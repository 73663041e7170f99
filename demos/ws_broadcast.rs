//! Orientation → WebSocket broadcaster.
//!
//! Runs the estimator on a simulated sensor and pushes the mount-compensated
//! orientation as JSON to every connected WebSocket client at ~60 Hz:
//!
//! {"w":0.998,"x":0.010,"y":-0.020,"z":0.050,"roll":1.2,"pitch":-2.3,"yaw":5.7,"seq":42}
//!
//! Usage:
//!   cargo run --release --example ws_broadcast
//!   Connect to ws://localhost:8765

use imuviz::{EstimatorConfig, MountingCalibration, OrientationEstimator, SyntheticSource, Vector3};
use std::net::{TcpListener, TcpStream};
use std::sync::atomic::{AtomicBool, Ordering};
use std::sync::{Arc, Mutex};
use std::time::{Duration, Instant};
use tungstenite::Message;

const PORT: u16 = 8765;

type WsClient = Arc<Mutex<tungstenite::WebSocket<TcpStream>>>;

fn main() {
    env_logger::init();

    let config = match EstimatorConfig::from_env() {
        Ok(c) => c,
        Err(e) => {
            eprintln!("Bad configuration: {}", e);
            std::process::exit(1);
        }
    };

    let source = SyntheticSource::new(Vector3::new(0.0, 10.0, 30.0), config.sample_period());
    let estimator = match OrientationEstimator::start(source, config) {
        Ok(e) => Arc::new(e),
        Err(e) => {
            eprintln!("Failed to start estimator: {}", e);
            std::process::exit(1);
        }
    };

    let clients: Arc<Mutex<Vec<WsClient>>> = Arc::new(Mutex::new(Vec::new()));
    let running = Arc::new(AtomicBool::new(true));

    let broadcaster = {
        let clients = clients.clone();
        let running = running.clone();
        let estimator = estimator.clone();
        std::thread::Builder::new()
            .name("imuviz-broadcast".into())
            .spawn(move || broadcast_loop(&estimator, clients, running))
            .expect("Failed to spawn broadcast thread")
    };

    let listener = TcpListener::bind(format!("0.0.0.0:{}", PORT)).unwrap_or_else(|e| {
        eprintln!("Failed to bind port {}: {}", PORT, e);
        std::process::exit(1);
    });
    eprintln!("[WS] Listening on ws://localhost:{}", PORT);

    for stream in listener.incoming() {
        let stream = match stream {
            Ok(s) => s,
            Err(e) => {
                eprintln!("[TCP] accept error: {}", e);
                continue;
            }
        };

        // Write timeout keeps one slow client from stalling the broadcaster.
        stream.set_write_timeout(Some(Duration::from_secs(2))).ok();
        stream.set_nodelay(true).ok();

        match tungstenite::accept(stream) {
            Ok(ws) => {
                let mut list = clients.lock().unwrap();
                list.push(Arc::new(Mutex::new(ws)));
                eprintln!("[WS] Client connected ({} total)", list.len());
            }
            Err(e) => eprintln!("[WS] handshake error: {}", e),
        }
    }

    running.store(false, Ordering::Relaxed);
    let _ = broadcaster.join();
}

/// Consumer loop: snapshot, compensate, serialize, fan out.
fn broadcast_loop(estimator: &OrientationEstimator, clients: Arc<Mutex<Vec<WsClient>>>, running: Arc<AtomicBool>) {
    let mount = MountingCalibration::identity();
    let interval = Duration::from_millis(16);
    let mut seq: u64 = 0;
    let mut sent: u64 = 0;
    let mut last_report = Instant::now();

    while running.load(Ordering::Relaxed) {
        let q = mount.apply(estimator.snapshot());
        let [roll, pitch, yaw] = q.to_euler().to_degrees();
        seq += 1;

        let json = format!(
            "{{\"w\":{:.4},\"x\":{:.4},\"y\":{:.4},\"z\":{:.4},\"roll\":{:.1},\"pitch\":{:.1},\"yaw\":{:.1},\"seq\":{}}}",
            q.w, q.x, q.y, q.z, roll, pitch, yaw, seq,
        );

        let msg = Message::Text(json);
        let mut list = clients.lock().unwrap();
        let before = list.len();
        list.retain(|ws_arc| {
            let mut ws = ws_arc.lock().unwrap();
            ws.send(msg.clone()).is_ok()
        });
        if list.len() < before {
            eprintln!("[WS] Client disconnected ({} total)", list.len());
        }
        sent += list.len() as u64;
        drop(list);

        if last_report.elapsed() >= Duration::from_secs(5) {
            let stats = estimator.stats();
            eprintln!(
                "[IMU] {} updates, {} overruns, faulted={}; {} messages sent",
                stats.updates, stats.overruns, stats.faulted, sent
            );
            sent = 0;
            last_report = Instant::now();
        }

        std::thread::sleep(interval);
    }
}
//! Threaded behavior of the estimator: snapshot atomicity, rate limiting and
//! fault tolerance, driven by scripted sensor sources.

use imuviz::{
    AngularUnit, Correction, EstimatorConfig, ImuvizError, Madgwick, OrientationEstimator,
    OrientationFilter, Quaternion, RawSample, SensorSample, SensorSource, Vector3,
};
use std::collections::HashSet;
use std::sync::atomic::{AtomicU64, Ordering};
use std::sync::{Arc, Mutex};
use std::time::{Duration, Instant};

fn init_logger() {
    let _ = env_logger::builder().is_test(true).try_init();
}

fn level_sample(gyro: Vector3) -> RawSample {
    RawSample {
        gyro,
        accel: Vector3::new(0.0, 0.0, 1.0),
        mag: Vector3::new(0.4, 0.0, -0.6),
    }
}

/// Poll `cond` until it holds or `timeout` expires.
fn wait_for(timeout: Duration, mut cond: impl FnMut() -> bool) -> bool {
    let start = Instant::now();
    while start.elapsed() < timeout {
        if cond() {
            return true;
        }
        std::thread::sleep(Duration::from_millis(5));
    }
    cond()
}

/// Records the start time of every read; latency can be changed on the fly.
struct TimedSource {
    reads: Arc<Mutex<Vec<Instant>>>,
    latency_us: Arc<AtomicU64>,
}

impl SensorSource for TimedSource {
    fn read(&mut self) -> imuviz::Result<RawSample> {
        self.reads.lock().unwrap().push(Instant::now());
        let latency = self.latency_us.load(Ordering::Relaxed);
        if latency > 0 {
            std::thread::sleep(Duration::from_micros(latency));
        }
        Ok(level_sample(Vector3::new(0.0, 0.0, 0.2)))
    }

    fn gyro_unit(&self) -> AngularUnit {
        AngularUnit::RadiansPerSecond
    }
}

fn intervals(reads: &[Instant]) -> Vec<Duration> {
    reads.windows(2).map(|w| w[1] - w[0]).collect()
}

#[test]
fn test_cycle_period_matches_target() {
    init_logger();
    let reads = Arc::new(Mutex::new(Vec::new()));
    let source = TimedSource {
        reads: reads.clone(),
        latency_us: Arc::new(AtomicU64::new(0)),
    };

    let estimator =
        OrientationEstimator::start(source, EstimatorConfig::default().with_target_hz(50.0)).unwrap();
    assert_eq!(estimator.period(), Duration::from_millis(20));
    std::thread::sleep(Duration::from_millis(1000));
    estimator.stop();

    let reads = reads.lock().unwrap();
    assert!(reads.len() >= 30, "only {} cycles in 1s at 50 Hz", reads.len());
    assert!(reads.len() <= 52, "{} cycles in 1s at 50 Hz", reads.len());

    let gaps = intervals(&reads);
    let mean = gaps.iter().sum::<Duration>() / gaps.len() as u32;
    assert!(
        mean >= Duration::from_millis(19) && mean <= Duration::from_millis(26),
        "mean period {:?}",
        mean
    );
}

#[test]
fn test_slow_reads_do_not_build_backlog() {
    init_logger();
    let reads = Arc::new(Mutex::new(Vec::new()));
    let latency = Arc::new(AtomicU64::new(40_000));
    let source = TimedSource {
        reads: reads.clone(),
        latency_us: latency.clone(),
    };

    // 100 Hz target, 40 ms reads.
    let estimator =
        OrientationEstimator::start(source, EstimatorConfig::default().with_target_hz(100.0)).unwrap();
    std::thread::sleep(Duration::from_millis(300));

    let slow_reads = reads.lock().unwrap().len();
    let stats = estimator.stats();
    assert!(stats.overruns >= 3, "overruns = {}", stats.overruns);
    // At most one cycle per read latency, never a burst.
    assert!(slow_reads <= 300 / 40 + 2, "{} reads in 300 ms", slow_reads);

    latency.store(0, Ordering::Relaxed);
    std::thread::sleep(Duration::from_millis(300));
    estimator.stop();

    let reads = reads.lock().unwrap();
    // Skip the boundary between slow and fast phases.
    let fast = &reads[(slow_reads + 1).min(reads.len())..];
    assert!(fast.len() >= 10, "only {} fast reads", fast.len());
    for gap in intervals(fast) {
        assert!(gap >= Duration::from_millis(8), "catch-up burst: gap {:?}", gap);
    }
}

/// Madgwick that logs every orientation it produces.
struct RecordingFilter {
    inner: Madgwick,
    log: Arc<Mutex<Vec<Quaternion>>>,
}

impl OrientationFilter for RecordingFilter {
    fn step(&mut self, sample: &SensorSample) -> Correction {
        let applied = self.inner.step(sample);
        self.log.lock().unwrap().push(self.inner.current());
        applied
    }

    fn current(&self) -> Quaternion {
        self.inner.current()
    }

    fn reset(&mut self, orientation: Quaternion) {
        self.inner.reset(orientation);
    }
}

fn bits(q: Quaternion) -> [u64; 4] {
    [q.w.to_bits(), q.x.to_bits(), q.y.to_bits(), q.z.to_bits()]
}

#[test]
fn test_snapshots_are_never_torn() {
    init_logger();
    let log = Arc::new(Mutex::new(Vec::new()));
    let config = EstimatorConfig::default().with_target_hz(2000.0);
    let initial = Madgwick::new(Quaternion::IDENTITY, config.sample_period(), config.beta);
    let filter = RecordingFilter {
        inner: initial.clone(),
        log: log.clone(),
    };
    // Spinning source so every published value differs.
    let source = imuviz::SyntheticSource::new(Vector3::new(120.0, -60.0, 300.0), config.sample_period());

    let estimator = Arc::new(OrientationEstimator::with_filter(source, filter, config).unwrap());

    let readers: Vec<_> = (0..8)
        .map(|_| {
            let estimator = estimator.clone();
            std::thread::spawn(move || {
                let start = Instant::now();
                let mut seen = Vec::new();
                while start.elapsed() < Duration::from_millis(400) {
                    seen.push(estimator.snapshot());
                    if seen.len() % 64 == 0 {
                        std::thread::yield_now();
                    }
                }
                seen
            })
        })
        .collect();

    let snapshots: Vec<Quaternion> = readers
        .into_iter()
        .flat_map(|r| r.join().unwrap())
        .collect();

    match Arc::try_unwrap(estimator) {
        Ok(estimator) => estimator.stop(),
        Err(_) => panic!("reader threads still hold the estimator"),
    }

    let mut published: HashSet<[u64; 4]> = log.lock().unwrap().iter().map(|q| bits(*q)).collect();
    published.insert(bits(initial.current()));
    assert!(published.len() > 50, "writer only published {} values", published.len());

    assert!(!snapshots.is_empty());
    for q in &snapshots {
        assert!(q.is_unit(1e-6), "snapshot norm {}", q.norm());
        assert!(published.contains(&bits(*q)), "snapshot {:?} was never published", q);
    }
}

/// Fails reads according to a script, then succeeds forever.
struct ScriptedSource {
    script: Vec<Option<ImuvizError>>,
    reconnects: Arc<AtomicU64>,
}

impl SensorSource for ScriptedSource {
    fn read(&mut self) -> imuviz::Result<RawSample> {
        if self.script.is_empty() {
            return Ok(level_sample(Vector3::ZERO));
        }
        match self.script.remove(0) {
            Some(e) => Err(e),
            None => Ok(level_sample(Vector3::ZERO)),
        }
    }

    fn gyro_unit(&self) -> AngularUnit {
        AngularUnit::DegreesPerSecond
    }

    fn reconnect(&mut self) -> imuviz::Result<()> {
        self.reconnects.fetch_add(1, Ordering::Relaxed);
        Ok(())
    }
}

#[test]
fn test_read_failures_fault_then_recover() {
    init_logger();
    let script = (0..6).map(|i| Some(ImuvizError::SensorRead(format!("nak {}", i)))).collect();
    let source = ScriptedSource {
        script,
        reconnects: Arc::new(AtomicU64::new(0)),
    };
    let config = EstimatorConfig::default()
        .with_target_hz(200.0)
        .with_fault_threshold(3);

    let estimator = OrientationEstimator::start(source, config).unwrap();

    assert!(wait_for(Duration::from_secs(2), || estimator.stats().updates >= 5));
    let stats = estimator.stats();
    assert_eq!(stats.read_failures, 6);
    assert_eq!(stats.consecutive_failures, 0);
    assert!(!stats.faulted, "fault flag not cleared after recovery");
    assert_eq!(stats.reconnects, 0);
    assert!(estimator.is_running());
    assert!(estimator.snapshot().is_unit(1e-9));
    estimator.stop();
}

#[test]
fn test_persistent_failure_keeps_retrying() {
    init_logger();
    let script = (0..10_000).map(|_| Some(ImuvizError::SensorRead("bus stuck".into()))).collect();
    let source = ScriptedSource {
        script,
        reconnects: Arc::new(AtomicU64::new(0)),
    };
    let config = EstimatorConfig::default()
        .with_target_hz(500.0)
        .with_fault_threshold(5);

    let estimator = OrientationEstimator::start(source, config).unwrap();

    assert!(wait_for(Duration::from_secs(2), || estimator.stats().read_failures >= 20));
    let stats = estimator.stats();
    assert!(stats.faulted);
    assert!(stats.consecutive_failures >= 20);
    assert_eq!(stats.updates, 0);
    assert!(estimator.is_running());
    assert_eq!(estimator.snapshot(), Quaternion::IDENTITY);
    estimator.stop();
}

#[test]
fn test_disconnect_triggers_reconnect() {
    init_logger();
    let reconnects = Arc::new(AtomicU64::new(0));
    let source = ScriptedSource {
        script: vec![Some(ImuvizError::Disconnected), Some(ImuvizError::Disconnected), None],
        reconnects: reconnects.clone(),
    };
    let config = EstimatorConfig::default()
        .with_target_hz(200.0)
        .with_reconnect_delay(Duration::from_millis(20));

    let estimator = OrientationEstimator::start(source, config).unwrap();

    assert!(wait_for(Duration::from_secs(2), || estimator.stats().updates >= 3));
    assert_eq!(reconnects.load(Ordering::Relaxed), 2);
    assert_eq!(estimator.stats().reconnects, 2);
    estimator.stop();
}

/// Always disconnected; every reconnect attempt panics.
struct PanickingReconnectSource {
    attempts: Arc<AtomicU64>,
}

impl SensorSource for PanickingReconnectSource {
    fn read(&mut self) -> imuviz::Result<RawSample> {
        Err(ImuvizError::Disconnected)
    }

    fn gyro_unit(&self) -> AngularUnit {
        AngularUnit::RadiansPerSecond
    }

    fn reconnect(&mut self) -> imuviz::Result<()> {
        self.attempts.fetch_add(1, Ordering::Relaxed);
        panic!("transport reopen blew up");
    }
}

#[test]
fn test_reconnect_panic_does_not_stop_loop() {
    init_logger();
    let attempts = Arc::new(AtomicU64::new(0));
    let source = PanickingReconnectSource {
        attempts: attempts.clone(),
    };
    let config = EstimatorConfig::default()
        .with_target_hz(200.0)
        .with_reconnect_delay(Duration::from_millis(10));

    let estimator = OrientationEstimator::start(source, config).unwrap();

    assert!(wait_for(Duration::from_secs(2), || attempts.load(Ordering::Relaxed) >= 3));
    assert!(estimator.is_running());
    assert!(estimator.stats().reconnects >= 3);
    assert_eq!(estimator.snapshot(), Quaternion::IDENTITY);
    estimator.stop();
}

/// Reports zero and NaN reference vectors.
struct DegenerateSource {
    n: u64,
}

impl SensorSource for DegenerateSource {
    fn read(&mut self) -> imuviz::Result<RawSample> {
        self.n += 1;
        let mag = match self.n % 3 {
            0 => Vector3::ZERO,
            1 => Vector3::new(f64::NAN, 0.0, 0.0),
            _ => Vector3::new(0.4, 0.0, -0.6),
        };
        Ok(RawSample {
            gyro: Vector3::new(30.0, 0.0, 10.0),
            accel: if self.n % 5 == 0 { Vector3::ZERO } else { Vector3::new(0.0, 0.0, 1.0) },
            mag,
        })
    }

    fn gyro_unit(&self) -> AngularUnit {
        AngularUnit::DegreesPerSecond
    }
}

#[test]
fn test_degenerate_readings_never_publish_invalid_orientation() {
    init_logger();
    let estimator = OrientationEstimator::start(
        DegenerateSource { n: 0 },
        EstimatorConfig::default().with_target_hz(500.0),
    )
    .unwrap();

    let start = Instant::now();
    while start.elapsed() < Duration::from_millis(200) {
        let q = estimator.snapshot();
        assert!(q.is_unit(1e-6), "published {:?}", q);
    }

    let stats = estimator.stats();
    assert!(stats.updates > 0);
    assert!(stats.degraded_updates > 0);
    assert_eq!(stats.rejected_updates, 0);
    estimator.stop();
}

/// Filter that misbehaves: every third step panics, every fifth returns NaN.
struct UnreliableFilter {
    inner: Madgwick,
    steps: u64,
    poisoned: bool,
}

impl OrientationFilter for UnreliableFilter {
    fn step(&mut self, sample: &SensorSample) -> Correction {
        self.steps += 1;
        if self.steps % 3 == 0 {
            panic!("filter blew up at step {}", self.steps);
        }
        self.poisoned = self.steps % 5 == 0;
        self.inner.step(sample)
    }

    fn current(&self) -> Quaternion {
        if self.poisoned {
            Quaternion::new(f64::NAN, 0.0, 0.0, 0.0)
        } else {
            self.inner.current()
        }
    }

    fn reset(&mut self, orientation: Quaternion) {
        self.poisoned = false;
        self.inner.reset(orientation);
    }
}

#[test]
fn test_filter_failures_do_not_stop_loop() {
    init_logger();
    let config = EstimatorConfig::default().with_target_hz(500.0);
    let filter = UnreliableFilter {
        inner: Madgwick::new(Quaternion::IDENTITY, config.sample_period(), config.beta),
        steps: 0,
        poisoned: false,
    };
    let source = imuviz::SyntheticSource::new(Vector3::new(0.0, 0.0, 20.0), config.sample_period());

    let estimator = OrientationEstimator::with_filter(source, filter, config).unwrap();

    assert!(wait_for(Duration::from_secs(2), || {
        let s = estimator.stats();
        s.updates >= 10 && s.rejected_updates >= 5
    }));
    assert!(estimator.is_running());
    assert!(estimator.snapshot().is_unit(1e-9));
    estimator.stop();
}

- Required action
Your answer must be a single number: the count of lines in the records that hold the word "store".

- Solution below
2